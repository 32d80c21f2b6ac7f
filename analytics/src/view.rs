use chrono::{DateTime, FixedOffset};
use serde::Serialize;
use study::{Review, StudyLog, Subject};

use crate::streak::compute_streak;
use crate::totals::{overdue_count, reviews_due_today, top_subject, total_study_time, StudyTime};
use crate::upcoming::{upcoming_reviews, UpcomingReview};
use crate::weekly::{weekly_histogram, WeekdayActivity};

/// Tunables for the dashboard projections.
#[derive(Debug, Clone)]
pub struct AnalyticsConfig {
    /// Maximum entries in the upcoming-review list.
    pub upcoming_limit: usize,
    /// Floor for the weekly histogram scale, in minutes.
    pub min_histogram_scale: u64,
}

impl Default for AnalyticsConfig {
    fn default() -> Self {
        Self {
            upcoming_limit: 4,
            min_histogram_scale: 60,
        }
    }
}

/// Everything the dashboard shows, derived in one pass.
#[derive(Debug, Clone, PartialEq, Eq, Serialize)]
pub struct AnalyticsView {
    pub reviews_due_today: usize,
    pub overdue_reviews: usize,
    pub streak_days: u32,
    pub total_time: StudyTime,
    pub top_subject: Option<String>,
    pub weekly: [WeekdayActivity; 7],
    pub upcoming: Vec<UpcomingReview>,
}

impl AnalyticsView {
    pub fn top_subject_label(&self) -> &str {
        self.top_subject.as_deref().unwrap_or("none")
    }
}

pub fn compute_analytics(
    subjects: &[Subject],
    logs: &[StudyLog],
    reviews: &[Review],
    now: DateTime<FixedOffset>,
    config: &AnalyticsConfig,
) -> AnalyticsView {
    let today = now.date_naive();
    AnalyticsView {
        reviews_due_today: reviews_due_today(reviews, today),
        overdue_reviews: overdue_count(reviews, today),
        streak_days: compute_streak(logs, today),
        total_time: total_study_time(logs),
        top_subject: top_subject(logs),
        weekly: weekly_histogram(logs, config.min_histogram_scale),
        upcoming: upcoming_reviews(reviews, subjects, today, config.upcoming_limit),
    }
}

--

ACTIVITY: Report every line of the data above that contains the string "WeekdayActivity" by copying it in full.

RESPONSE BOX:
use crate::weekly::{weekly_histogram, WeekdayActivity};
    pub weekly: [WeekdayActivity; 7],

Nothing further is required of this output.